What to work on: Where the listing below reaches the line containing "id → logical", start writing out lines exactly, and stop once the line containing "pub const STORAGE_KEY_PREFIX: &str" has been written.

Data supplied:
use crate::error::Result;
use crate::geom::{LogicalPoint, ScreenVector, Viewport, logical_point, screen_vector};
use crate::model::tree::{NodeRecord, NodeTree};
use indexmap::IndexMap;
use serde::{Deserialize, Serialize};
use serde_json::Value;

/// Node id → logical position. Absence means "needs placement".
pub type Positions = IndexMap<String, LogicalPoint>;

/// Storage key prefix used by module stores.
pub const STORAGE_KEY_PREFIX: &str = "mindmap-module-";

#[derive(Debug, Clone, Copy, Serialize, Deserialize)]
struct StoredPoint {
    x: f64,
    y: f64,
}

/// On-disk/in-storage module shape.
#[derive(Debug, Clone, Serialize, Deserialize)]
#[serde(rename_all = "camelCase")]
struct DocumentModel {
    id: String,
    #[serde(default)]
    name: String,
    #[serde(default, skip_serializing_if = "Option::is_none")]
    path: Option<String>,
    #[serde(default, skip_serializing_if = "std::ops::Not::not")]
    is_top_level: bool,
    nodes: IndexMap<String, NodeRecord>,
    #[serde(default)]
    positions: Option<IndexMap<String, StoredPoint>>,
    #[serde(default)]
    pan: Option<StoredPoint>,
    #[serde(default)]
    zoom: Option<f64>,
}

/// A module: its node tree plus the layout and view state persisted alongside it.
#[derive(Debug, Clone)]
pub struct Document {
    pub id: String,
    pub name: String,
    pub path: Option<String>,
    pub is_top_level: bool,
    pub tree: NodeTree,
    pub positions: Positions,
    pub viewport: Viewport,
}

impl Document {
    pub fn new(id: impl Into<String>, name: impl Into<String>, tree: NodeTree) -> Self {
        Self {
            id: id.into(),
            name: name.into(),
            path: None,
            is_top_level: false,
            tree,
            positions: Positions::new(),
            viewport: Viewport::default(),
        }
    }

    pub fn from_json_str(text: &str) -> Result<Self> {
        let model: DocumentModel = serde_json::from_str(text)?;
        Self::from_model(model)
    }

    pub fn from_value(value: &Value) -> Result<Self> {
        let model = DocumentModel::deserialize(value)?;
        Self::from_model(model)
    }

    fn from_model(model: DocumentModel) -> Result<Self> {
        let tree = NodeTree::from_records(model.nodes)?;
        let mut doc = Self {
            id: model.id,
            name: model.name,
            path: model.path,
            is_top_level: model.is_top_level,
            tree,
            positions: model
                .positions
                .unwrap_or_default()
                .into_iter()
                .map(|(id, p)| (id, logical_point(p.x, p.y)))
                .collect(),
            viewport: Viewport::new(
                model
                    .pan
                    .map(|p| screen_vector(p.x, p.y))
                    .unwrap_or_else(ScreenVector::zero),
                model.zoom.unwrap_or(1.0),
            ),
        };
        let dropped = doc.prune_positions();
        if dropped > 0 {
            tracing::warn!(
                document = %doc.id,
                dropped,
                "ignoring stored positions for unknown nodes"
            );
        }
        Ok(doc)
    }

    fn to_model(&self) -> DocumentModel {
        DocumentModel {
            id: self.id.clone(),
            name: self.name.clone(),
            path: self.path.clone(),
            is_top_level: self.is_top_level,
            nodes: self.tree.records().clone(),
            positions: Some(
                self.positions
                    .iter()
                    .map(|(id, p)| (id.clone(), StoredPoint { x: p.x, y: p.y }))
                    .collect(),
            ),
            pan: Some(StoredPoint {
                x: self.viewport.pan.x,
                y: self.viewport.pan.y,
            }),
            zoom: Some(self.viewport.zoom),
        }
    }

    pub fn to_value(&self) -> Result<Value> {
        Ok(serde_json::to_value(self.to_model())?)
    }

    pub fn to_json_string(&self) -> Result<String> {
        Ok(serde_json::to_string(&self.to_model())?)
    }

    /// Human-oriented export format (two-space indentation).
    pub fn to_json_string_pretty(&self) -> Result<String> {
        Ok(serde_json::to_string_pretty(&self.to_model())?)
    }

    pub fn storage_key(&self) -> String {
        storage_key(&self.id)
    }

    pub fn has_positions(&self) -> bool {
        !self.positions.is_empty()
    }

    /// Ids of nodes that currently have no position.
    pub fn unplaced(&self) -> impl Iterator<Item = &str> {
        self.tree.ids().filter(|id| !self.positions.contains_key(*id))
    }

    /// Drops positions whose node no longer exists; returns how many were removed.
    pub fn prune_positions(&mut self) -> usize {
        let before = self.positions.len();
        let tree = &self.tree;
        self.positions.retain(|id, _| tree.contains(id));
        before - self.positions.len()
    }

    pub fn add_child(
        &mut self,
        parent: &str,
        title: impl Into<String>,
        content: impl Into<String>,
    ) -> Result<String> {
        self.tree.add_child(parent, title, content)
    }

    /// Removes `id` and its subtree, along with their positions.
    pub fn remove_subtree(&mut self, id: &str) -> Result<Vec<String>> {
        let removed = self.tree.remove_subtree(id)?;
        for r in &removed {
            self.positions.shift_remove(r);
        }
        Ok(removed)
    }
}

pub fn storage_key(document_id: &str) -> String {
    format!("{STORAGE_KEY_PREFIX}{document_id}")
}

/// Derives a module id from its path: the file stem of the last path segment.
pub fn module_id_from_path(path: &str) -> &str {
    let last = path.rsplit('/').next().unwrap_or(path);
    last.strip_suffix(".json").unwrap_or(last)
}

Exercise solution:
/// Node id → logical position. Absence means "needs placement".
pub type Positions = IndexMap<String, LogicalPoint>;

/// Storage key prefix used by module stores.
pub const STORAGE_KEY_PREFIX: &str = "mindmap-module-";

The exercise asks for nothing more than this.